Your output should repeat each record below with no differences.

Saved entries:

* * *

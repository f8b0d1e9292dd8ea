//! mathexpr CLI and REPL
//!
//! Usage:
//!   mathexpr repl                - Start interactive REPL
//!   mathexpr eval <expr>         - Evaluate one formula
//!   mathexpr run <file>          - Evaluate a formula file
//!   mathexpr compile <expr>      - Show bytecode and the VM result
//!   mathexpr help                - Show help message
//!
//! `--config <file>` before the command loads engine settings.

use std::env;
use std::fs;
use std::path::Path;
use std::process;

use colored::Colorize;
use rustyline::error::ReadlineError;
use rustyline::DefaultEditor;

use mathexpr::{Config, Interpreter, Value, VERSION};

fn main() {
    mathexpr::init_tracing();

    let mut args: Vec<String> = env::args().skip(1).collect();
    let config = match take_config(&mut args) {
        Ok(config) => config,
        Err(message) => {
            eprintln!("{}: {}", "error".red(), message);
            process::exit(1);
        }
    };

    let Some(command) = args.first() else {
        print_help();
        return;
    };

    match command.as_str() {
        "repl" => run_repl(config),
        "eval" => {
            let source = require_arg(&args, "eval <expr>");
            let mut interp = Interpreter::with_config(config);
            let ok = evaluate_and_print(&mut interp, &source);
            if !ok {
                process::exit(1);
            }
        }
        "run" => {
            let path = require_arg(&args, "run <file>");
            run_file(config, &path);
        }
        "compile" => {
            let source = require_arg(&args, "compile <expr>");
            let mut interp = Interpreter::with_config(config);
            if !compile_and_run(&mut interp, &source) {
                process::exit(1);
            }
        }
        "help" | "--help" | "-h" => print_help(),
        "version" | "--version" | "-v" => println!("mathexpr {}", VERSION),
        _ => {
            eprintln!("{}: unknown command '{}'", "error".red(), command);
            print_help();
            process::exit(1);
        }
    }
}

/// Removes `--config <file>` from `args` and loads it.
fn take_config(args: &mut Vec<String>) -> Result<Config, String> {
    let Some(pos) = args.iter().position(|a| a == "--config") else {
        return Ok(Config::default());
    };
    if pos + 1 >= args.len() {
        return Err("--config needs a file argument".to_string());
    }
    let path = args.remove(pos + 1);
    args.remove(pos);

    let (config, problems) = Config::load_file(Path::new(&path))
        .map_err(|e| format!("cannot read config '{}': {}", path, e))?;
    for problem in problems {
        eprintln!("{}: {}: {}", "warning".yellow(), path, problem);
    }
    Ok(config)
}

/// Everything after the command, joined so unquoted formulas work too.
fn require_arg(args: &[String], usage: &str) -> String {
    if args.len() < 2 {
        eprintln!("{}: missing argument", "error".red());
        eprintln!("Usage: mathexpr {}", usage);
        process::exit(1);
    }
    args[1..].join(" ")
}

fn print_help() {
    println!("{}", "mathexpr".cyan().bold());
    println!("An embeddable formula language");
    println!("{} {}\n", "Version".cyan(), VERSION);
    println!("{}", "USAGE:".yellow());
    println!("  mathexpr [--config <file>] <command>\n");
    println!("{}", "COMMANDS:".yellow());
    println!("  repl                 Start interactive REPL");
    println!("  eval <expr>          Evaluate one formula");
    println!("  run <file>           Evaluate a formula file");
    println!("  compile <expr>       Show bytecode and run it on the VM");
    println!("  help                 Show this help message");
    println!("  version              Show version\n");
    println!("{}", "EXAMPLES:".yellow());
    println!("  mathexpr eval \"sum(i, 1, 10, i^2)\"");
    println!("  mathexpr compile \"f(x) = x * x; f(3) + 1\"");
    println!("  mathexpr repl\n");
    println!("{}", "LANGUAGE FEATURES:".yellow());
    println!("  x = 2; x * 3             Variables and statement lists");
    println!("  [1, 2; 3, 4]             Vectors and matrices");
    println!("  1:2:9                    Ranges");
    println!("  f(a, b) = a * b          Function definition");
    println!("  if(c, a, b)              Conditionals and cases(...)");
    println!("  for(i, 1, 5, i^2)        Loops: sum, prod, for, filterfor, ...");
}

/// Prints the errors recorded since `from`.
fn print_errors(interp: &Interpreter, from: usize) {
    for error in interp.errors().iter().skip(from) {
        eprintln!("{}", error.to_string().red());
    }
}

/// Evaluates `source` and prints the result or the new errors.
fn evaluate_and_print(interp: &mut Interpreter, source: &str) -> bool {
    let before = interp.error_count();
    let value = interp.evaluate(source);
    if interp.error_count() > before {
        print_errors(interp, before);
        return false;
    }
    if !matches!(value, Value::Void) {
        println!("{} {}", "=>".dimmed(), value.to_string().cyan());
    }
    true
}

/// Compiles `source`, prints the disassembly and runs it.
fn compile_and_run(interp: &mut Interpreter, source: &str) -> bool {
    let before = interp.error_count();
    let node = interp.parse(source);
    if interp.error_count() > before {
        print_errors(interp, before);
        return false;
    }
    let program = match interp.compile(&node) {
        Ok(program) => program,
        Err(_) => {
            print_errors(interp, before);
            return false;
        }
    };
    print!("{}", program.disassemble(source).dimmed());
    let result = interp.run(&program);
    if interp.error_count() > before {
        print_errors(interp, before);
        return false;
    }
    println!("{} {}", "=>".dimmed(), Value::Double(result).to_string().cyan());
    true
}

fn run_file(config: Config, path: &str) {
    let source = match fs::read_to_string(path) {
        Ok(content) => content,
        Err(e) => {
            eprintln!("{}: cannot read file '{}': {}", "error".red(), path, e);
            process::exit(1);
        }
    };

    let mut interp = Interpreter::with_config(config);
    if !evaluate_and_print(&mut interp, &source) {
        process::exit(1);
    }
}

fn run_repl(config: Config) {
    println!("{} {} - {}", "mathexpr".cyan().bold(), VERSION.cyan(), "formula REPL".dimmed());
    println!("Type {} to exit, {} for help\n", "exit".yellow(), "help".yellow());

    let mut rl = match DefaultEditor::new() {
        Ok(rl) => rl,
        Err(err) => {
            eprintln!("{}: cannot start line editor: {}", "error".red(), err);
            process::exit(1);
        }
    };

    // One interpreter for the whole session so variables persist
    let mut interp = Interpreter::with_config(config);

    loop {
        match rl.readline(&format!("{} ", "mathexpr>".green().bold())) {
            Ok(line) => {
                let line = line.trim();
                if line.is_empty() {
                    continue;
                }
                let _ = rl.add_history_entry(line);

                match line {
                    "exit" | "quit" => {
                        println!("{}", "Goodbye!".cyan());
                        break;
                    }
                    "help" => {
                        print_repl_help();
                        continue;
                    }
                    ":vars" => {
                        for (name, value) in interp.environment().variables() {
                            println!("  {} = {}", name.yellow(), value);
                        }
                        continue;
                    }
                    ":reset" => {
                        interp.clear_environment();
                        interp.reset_errors();
                        println!("{}", "Environment cleared.".dimmed());
                        continue;
                    }
                    ":errors" => {
                        if interp.has_error_occurred() {
                            print_errors(&interp, 0);
                        } else {
                            println!("{}", "No errors.".dimmed());
                        }
                        continue;
                    }
                    _ => {}
                }

                if let Some(source) = line.strip_prefix(":compile") {
                    compile_and_run(&mut interp, source.trim());
                } else {
                    evaluate_and_print(&mut interp, line);
                }
            }
            Err(ReadlineError::Interrupted) => {
                println!("{}", "^C".dimmed());
            }
            Err(ReadlineError::Eof) => {
                println!("{}", "Goodbye!".cyan());
                break;
            }
            Err(err) => {
                eprintln!("{}: {:?}", "error".red(), err);
                break;
            }
        }
    }
}

fn print_repl_help() {
    println!("{}", "REPL Commands:".yellow());
    println!("  exit, quit          Exit the REPL");
    println!("  :vars               List variables");
    println!("  :reset              Clear variables, functions and errors");
    println!("  :errors             Show every recorded error");
    println!("  :compile <expr>     Show bytecode and run it on the VM");
    println!("  help                Show this help\n");
    println!("{}", "Language Examples:".yellow());
    println!("  x = 10");
    println!("  v = [1, 2, 3]; v[v > 1]");
    println!("  sq(n) = n * n");
    println!("  sum(i, 1, 100, sq(i))");
}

* * *

* [Exercise answer]:
repository f8b0d1e9292dd8ea
//! mathexpr CLI and REPL
//!
//! Usage:
//!   mathexpr repl                - Start interactive REPL
//!   mathexpr eval <expr>         - Evaluate one formula
//!   mathexpr run <file>          - Evaluate a formula file
//!   mathexpr compile <expr>      - Show bytecode and the VM result
//!   mathexpr help                - Show help message
//!
//! `--config <file>` before the command loads engine settings.

use std::env;
use std::fs;
use std::path::Path;
use std::process;

use colored::Colorize;
use rustyline::error::ReadlineError;
use rustyline::DefaultEditor;

use mathexpr::{Config, Interpreter, Value, VERSION};

fn main() {
    mathexpr::init_tracing();

    let mut args: Vec<String> = env::args().skip(1).collect();
    let config = match take_config(&mut args) {
        Ok(config) => config,
        Err(message) => {
            eprintln!("{}: {}", "error".red(), message);
            process::exit(1);
        }
    };

    let Some(command) = args.first() else {
        print_help();
        return;
    };

    match command.as_str() {
        "repl" => run_repl(config),
        "eval" => {
            let source = require_arg(&args, "eval <expr>");
            let mut interp = Interpreter::with_config(config);
            let ok = evaluate_and_print(&mut interp, &source);
            if !ok {
                process::exit(1);
            }
        }
        "run" => {
            let path = require_arg(&args, "run <file>");
            run_file(config, &path);
        }
        "compile" => {
            let source = require_arg(&args, "compile <expr>");
            let mut interp = Interpreter::with_config(config);
            if !compile_and_run(&mut interp, &source) {
                process::exit(1);
            }
        }
        "help" | "--help" | "-h" => print_help(),
        "version" | "--version" | "-v" => println!("mathexpr {}", VERSION),
        _ => {
            eprintln!("{}: unknown command '{}'", "error".red(), command);
            print_help();
            process::exit(1);
        }
    }
}

/// Removes `--config <file>` from `args` and loads it.
fn take_config(args: &mut Vec<String>) -> Result<Config, String> {
    let Some(pos) = args.iter().position(|a| a == "--config") else {
        return Ok(Config::default());
    };
    if pos + 1 >= args.len() {
        return Err("--config needs a file argument".to_string());
    }
    let path = args.remove(pos + 1);
    args.remove(pos);

    let (config, problems) = Config::load_file(Path::new(&path))
        .map_err(|e| format!("cannot read config '{}': {}", path, e))?;
    for problem in problems {
        eprintln!("{}: {}: {}", "warning".yellow(), path, problem);
    }
    Ok(config)
}

/// Everything after the command, joined so unquoted formulas work too.
fn require_arg(args: &[String], usage: &str) -> String {
    if args.len() < 2 {
        eprintln!("{}: missing argument", "error".red());
        eprintln!("Usage: mathexpr {}", usage);
        process::exit(1);
    }
    args[1..].join(" ")
}

fn print_help() {
    println!("{}", "mathexpr".cyan().bold());
    println!("An embeddable formula language");
    println!("{} {}\n", "Version".cyan(), VERSION);
    println!("{}", "USAGE:".yellow());
    println!("  mathexpr [--config <file>] <command>\n");
    println!("{}", "COMMANDS:".yellow());
    println!("  repl                 Start interactive REPL");
    println!("  eval <expr>          Evaluate one formula");
    println!("  run <file>           Evaluate a formula file");
    println!("  compile <expr>       Show bytecode and run it on the VM");
    println!("  help                 Show this help message");
    println!("  version              Show version\n");
    println!("{}", "EXAMPLES:".yellow());
    println!("  mathexpr eval \"sum(i, 1, 10, i^2)\"");
    println!("  mathexpr compile \"f(x) = x * x; f(3) + 1\"");
    println!("  mathexpr repl\n");
    println!("{}", "LANGUAGE FEATURES:".yellow());
    println!("  x = 2; x * 3             Variables and statement lists");
    println!("  [1, 2; 3, 4]             Vectors and matrices");
    println!("  1:2:9                    Ranges");
    println!("  f(a, b) = a * b          Function definition");
    println!("  if(c, a, b)              Conditionals and cases(...)");
    println!("  for(i, 1, 5, i^2)        Loops: sum, prod, for, filterfor, ...");
}

/// Prints the errors recorded since `from`.
fn print_errors(interp: &Interpreter, from: usize) {
    for error in interp.errors().iter().skip(from) {
        eprintln!("{}", error.to_string().red());
    }
}

/// Evaluates `source` and prints the result or the new errors.
fn evaluate_and_print(interp: &mut Interpreter, source: &str) -> bool {
    let before = interp.error_count();
    let value = interp.evaluate(source);
    if interp.error_count() > before {
        print_errors(interp, before);
        return false;
    }
    if !matches!(value, Value::Void) {
        println!("{} {}", "=>".dimmed(), value.to_string().cyan());
    }
    true
}

/// Compiles `source`, prints the disassembly and runs it.
fn compile_and_run(interp: &mut Interpreter, source: &str) -> bool {
    let before = interp.error_count();
    let node = interp.parse(source);
    if interp.error_count() > before {
        print_errors(interp, before);
        return false;
    }
    let program = match interp.compile(&node) {
        Ok(program) => program,
        Err(_) => {
            print_errors(interp, before);
            return false;
        }
    };
    print!("{}", program.disassemble(source).dimmed());
    let result = interp.run(&program);
    if interp.error_count() > before {
        print_errors(interp, before);
        return false;
    }
    println!("{} {}", "=>".dimmed(), Value::Double(result).to_string().cyan());
    true
}

fn run_file(config: Config, path: &str) {
    let source = match fs::read_to_string(path) {
        Ok(content) => content,
        Err(e) => {
            eprintln!("{}: cannot read file '{}': {}", "error".red(), path, e);
            process::exit(1);
        }
    };

    let mut interp = Interpreter::with_config(config);
    if !evaluate_and_print(&mut interp, &source) {
        process::exit(1);
    }
}

fn run_repl(config: Config) {
    println!("{} {} - {}", "mathexpr".cyan().bold(), VERSION.cyan(), "formula REPL".dimmed());
    println!("Type {} to exit, {} for help\n", "exit".yellow(), "help".yellow());

    let mut rl = match DefaultEditor::new() {
        Ok(rl) => rl,
        Err(err) => {
            eprintln!("{}: cannot start line editor: {}", "error".red(), err);
            process::exit(1);
        }
    };

    // One interpreter for the whole session so variables persist
    let mut interp = Interpreter::with_config(config);

    loop {
        match rl.readline(&format!("{} ", "mathexpr>".green().bold())) {
            Ok(line) => {
                let line = line.trim();
                if line.is_empty() {
                    continue;
                }
                let _ = rl.add_history_entry(line);

                match line {
                    "exit" | "quit" => {
                        println!("{}", "Goodbye!".cyan());
                        break;
                    }
                    "help" => {
                        print_repl_help();
                        continue;
                    }
                    ":vars" => {
                        for (name, value) in interp.environment().variables() {
                            println!("  {} = {}", name.yellow(), value);
                        }
                        continue;
                    }
                    ":reset" => {
                        interp.clear_environment();
                        interp.reset_errors();
                        println!("{}", "Environment cleared.".dimmed());
                        continue;
                    }
                    ":errors" => {
                        if interp.has_error_occurred() {
                            print_errors(&interp, 0);
                        } else {
                            println!("{}", "No errors.".dimmed());
                        }
                        continue;
                    }
                    _ => {}
                }

                if let Some(source) = line.strip_prefix(":compile") {
                    compile_and_run(&mut interp, source.trim());
                } else {
                    evaluate_and_print(&mut interp, line);
                }
            }
            Err(ReadlineError::Interrupted) => {
                println!("{}", "^C".dimmed());
            }
            Err(ReadlineError::Eof) => {
                println!("{}", "Goodbye!".cyan());
                break;
            }
            Err(err) => {
                eprintln!("{}: {:?}", "error".red(), err);
                break;
            }
        }
    }
}

fn print_repl_help() {
    println!("{}", "REPL Commands:".yellow());
    println!("  exit, quit          Exit the REPL");
    println!("  :vars               List variables");
    println!("  :reset              Clear variables, functions and errors");
    println!("  :errors             Show every recorded error");
    println!("  :compile <expr>     Show bytecode and run it on the VM");
    println!("  help                Show this help\n");
    println!("{}", "Language Examples:".yellow());
    println!("  x = 10");
    println!("  v = [1, 2, 3]; v[v > 1]");
    println!("  sq(n) = n * n");
    println!("  sum(i, 1, 100, sq(i))");
}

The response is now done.